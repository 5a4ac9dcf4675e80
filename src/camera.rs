use serde::{Deserialize, Serialize};

use crate::entity::Entity;
use crate::math::units::{screen, world};
use crate::math::VectorExt;
use crate::CAMERA_SMOOTHING;

#[derive(Copy, Clone, Debug, PartialEq, Serialize, Deserialize)]
#[serde(tag = "mode", rename_all = "lowercase")]
pub enum Follow {
    /// Sit exactly on the target every frame.
    Snap,
    /// Cover `fraction` of the remaining distance each tick.
    Smooth { fraction: f32 },
}

impl Default for Follow {
    fn default() -> Self {
        Follow::Smooth { fraction: CAMERA_SMOOTHING }
    }
}

#[derive(Clone, Debug, Default)]
pub struct Camera {
    pub position: world::Point2D,
    pub follow: Follow,
}

impl Camera {
    pub fn new(follow: Follow) -> Self {
        Self {
            position: world::Point2D::origin(),
            follow,
        }
    }

    pub fn snapped_to(position: world::Point2D) -> Self {
        Self {
            position,
            follow: Follow::Snap,
        }
    }

    /// Moves towards the center of `target`.
    ///
    /// The smoothed step is rounded to whole units, halves away from zero, so
    /// starting from a whole position the camera stays on whole units and
    /// reaches a whole-unit target exactly without overshooting it.
    pub fn follow(&mut self, target: &Entity) {
        let point = target.center();

        self.position = match self.follow {
            Follow::Snap => point,
            Follow::Smooth { fraction } => {
                let remaining = point - self.position;
                let step = remaining * fraction;
                let step = world::Vector2D::new(step.x.round(), step.y.round());
                self.position.translate(step)
            }
        };
    }

    /// World position to screen position, with the camera in the middle of the screen.
    pub fn to_screen(&self, point: world::Point2D, screen_size: screen::Size2D) -> screen::Point2D {
        let half_screen: world::Vector2D = screen_size.to_vector().halve().cast_unit();

        point
            .translate(self.position.to_vector().flip())
            .translate(half_screen)
            .round()
            .cast_unit()
    }

    pub fn to_world(&self, point: screen::Point2D, screen_size: screen::Size2D) -> world::Point2D {
        let half_screen: world::Vector2D = screen_size.to_vector().halve().cast_unit();
        let point: world::Point2D = point.cast_unit();

        point
            .translate(half_screen.flip())
            .translate(self.position.to_vector())
    }
}

#[cfg(test)]
mod tests {
    use super::*;
    use crate::math::units::world::Point2D;

    fn target_at(x: f32, y: f32) -> Entity {
        let mut entity = Entity::new(1);
        entity.position = Point2D::new(x, y);
        entity
    }

    #[test]
    fn snap_follows_target_center() {
        let mut camera = Camera::new(Follow::Snap);
        camera.follow(&target_at(100.0, 200.0));
        assert_eq!(camera.position, Point2D::new(116.0, 232.0));
    }

    #[test]
    fn smooth_follow_converges_without_overshoot() {
        let mut camera = Camera::default();
        let target = target_at(1000.0, -500.0);
        let goal = target.center();

        let mut distance = (goal - camera.position).length();
        let mut ticks = 0;

        while distance > 0.0 {
            camera.follow(&target);
            ticks += 1;

            let next = (goal - camera.position).length();
            assert!(next < distance, "tick {ticks}: {next} is not closer than {distance}");
            assert!(camera.position.x <= goal.x && camera.position.y >= goal.y, "overshot at tick {ticks}");

            distance = next;
            assert!(ticks <= 16, "camera did not settle");
        }

        assert_eq!(camera.position, goal);
    }

    #[test]
    fn smooth_follow_settles_from_one_unit_either_side() {
        for offset in [-1.0, 1.0] {
            let target = target_at(0.0, 0.0);
            let mut camera = Camera::default();
            camera.position = target.center() + world::Vector2D::new(offset, offset);

            camera.follow(&target);
            assert_eq!(camera.position, target.center(), "offset {offset}");
        }
    }

    #[test]
    fn smooth_follow_reaches_targets_up_and_left() {
        let target = target_at(0.0, 0.0);
        let mut camera = Camera::default();
        camera.position = target.center() + world::Vector2D::new(37.0, 5.0);

        for _ in 0..16 {
            camera.follow(&target);
        }

        assert_eq!(camera.position, target.center());
    }

    #[test]
    fn screen_projection_round_trips() {
        let camera = Camera::snapped_to(Point2D::new(300.0, 200.0));
        let screen_size = screen::Size2D::new(800.0, 600.0);

        let on_screen = camera.to_screen(Point2D::new(300.0, 200.0), screen_size);
        assert_eq!(on_screen, screen::Point2D::new(400.0, 300.0));

        let back = camera.to_world(on_screen, screen_size);
        assert_eq!(back, Point2D::new(300.0, 200.0));
    }
}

- [What is needed] Print all the lines exactly as they occur in the listing.

- [Output below]
repository 5a4ac9dcf4675e80
filename src/camera.rs
use serde::{Deserialize, Serialize};

use crate::entity::Entity;
use crate::math::units::{screen, world};
use crate::math::VectorExt;
use crate::CAMERA_SMOOTHING;

#[derive(Copy, Clone, Debug, PartialEq, Serialize, Deserialize)]
#[serde(tag = "mode", rename_all = "lowercase")]
pub enum Follow {
    /// Sit exactly on the target every frame.
    Snap,
    /// Cover `fraction` of the remaining distance each tick.
    Smooth { fraction: f32 },
}

impl Default for Follow {
    fn default() -> Self {
        Follow::Smooth { fraction: CAMERA_SMOOTHING }
    }
}

#[derive(Clone, Debug, Default)]
pub struct Camera {
    pub position: world::Point2D,
    pub follow: Follow,
}

impl Camera {
    pub fn new(follow: Follow) -> Self {
        Self {
            position: world::Point2D::origin(),
            follow,
        }
    }

    pub fn snapped_to(position: world::Point2D) -> Self {
        Self {
            position,
            follow: Follow::Snap,
        }
    }

    /// Moves towards the center of `target`.
    ///
    /// The smoothed step is rounded to whole units, halves away from zero, so
    /// starting from a whole position the camera stays on whole units and
    /// reaches a whole-unit target exactly without overshooting it.
    pub fn follow(&mut self, target: &Entity) {
        let point = target.center();

        self.position = match self.follow {
            Follow::Snap => point,
            Follow::Smooth { fraction } => {
                let remaining = point - self.position;
                let step = remaining * fraction;
                let step = world::Vector2D::new(step.x.round(), step.y.round());
                self.position.translate(step)
            }
        };
    }

    /// World position to screen position, with the camera in the middle of the screen.
    pub fn to_screen(&self, point: world::Point2D, screen_size: screen::Size2D) -> screen::Point2D {
        let half_screen: world::Vector2D = screen_size.to_vector().halve().cast_unit();

        point
            .translate(self.position.to_vector().flip())
            .translate(half_screen)
            .round()
            .cast_unit()
    }

    pub fn to_world(&self, point: screen::Point2D, screen_size: screen::Size2D) -> world::Point2D {
        let half_screen: world::Vector2D = screen_size.to_vector().halve().cast_unit();
        let point: world::Point2D = point.cast_unit();

        point
            .translate(half_screen.flip())
            .translate(self.position.to_vector())
    }
}

#[cfg(test)]
mod tests {
    use super::*;
    use crate::math::units::world::Point2D;

    fn target_at(x: f32, y: f32) -> Entity {
        let mut entity = Entity::new(1);
        entity.position = Point2D::new(x, y);
        entity
    }

    #[test]
    fn snap_follows_target_center() {
        let mut camera = Camera::new(Follow::Snap);
        camera.follow(&target_at(100.0, 200.0));
        assert_eq!(camera.position, Point2D::new(116.0, 232.0));
    }

    #[test]
    fn smooth_follow_converges_without_overshoot() {
        let mut camera = Camera::default();
        let target = target_at(1000.0, -500.0);
        let goal = target.center();

        let mut distance = (goal - camera.position).length();
        let mut ticks = 0;

        while distance > 0.0 {
            camera.follow(&target);
            ticks += 1;

            let next = (goal - camera.position).length();
            assert!(next < distance, "tick {ticks}: {next} is not closer than {distance}");
            assert!(camera.position.x <= goal.x && camera.position.y >= goal.y, "overshot at tick {ticks}");

            distance = next;
            assert!(ticks <= 16, "camera did not settle");
        }

        assert_eq!(camera.position, goal);
    }

    #[test]
    fn smooth_follow_settles_from_one_unit_either_side() {
        for offset in [-1.0, 1.0] {
            let target = target_at(0.0, 0.0);
            let mut camera = Camera::default();
            camera.position = target.center() + world::Vector2D::new(offset, offset);

            camera.follow(&target);
            assert_eq!(camera.position, target.center(), "offset {offset}");
        }
    }

    #[test]
    fn smooth_follow_reaches_targets_up_and_left() {
        let target = target_at(0.0, 0.0);
        let mut camera = Camera::default();
        camera.position = target.center() + world::Vector2D::new(37.0, 5.0);

        for _ in 0..16 {
            camera.follow(&target);
        }

        assert_eq!(camera.position, target.center());
    }

    #[test]
    fn screen_projection_round_trips() {
        let camera = Camera::snapped_to(Point2D::new(300.0, 200.0));
        let screen_size = screen::Size2D::new(800.0, 600.0);

        let on_screen = camera.to_screen(Point2D::new(300.0, 200.0), screen_size);
        assert_eq!(on_screen, screen::Point2D::new(400.0, 300.0));

        let back = camera.to_world(on_screen, screen_size);
        assert_eq!(back, Point2D::new(300.0, 200.0));
    }
}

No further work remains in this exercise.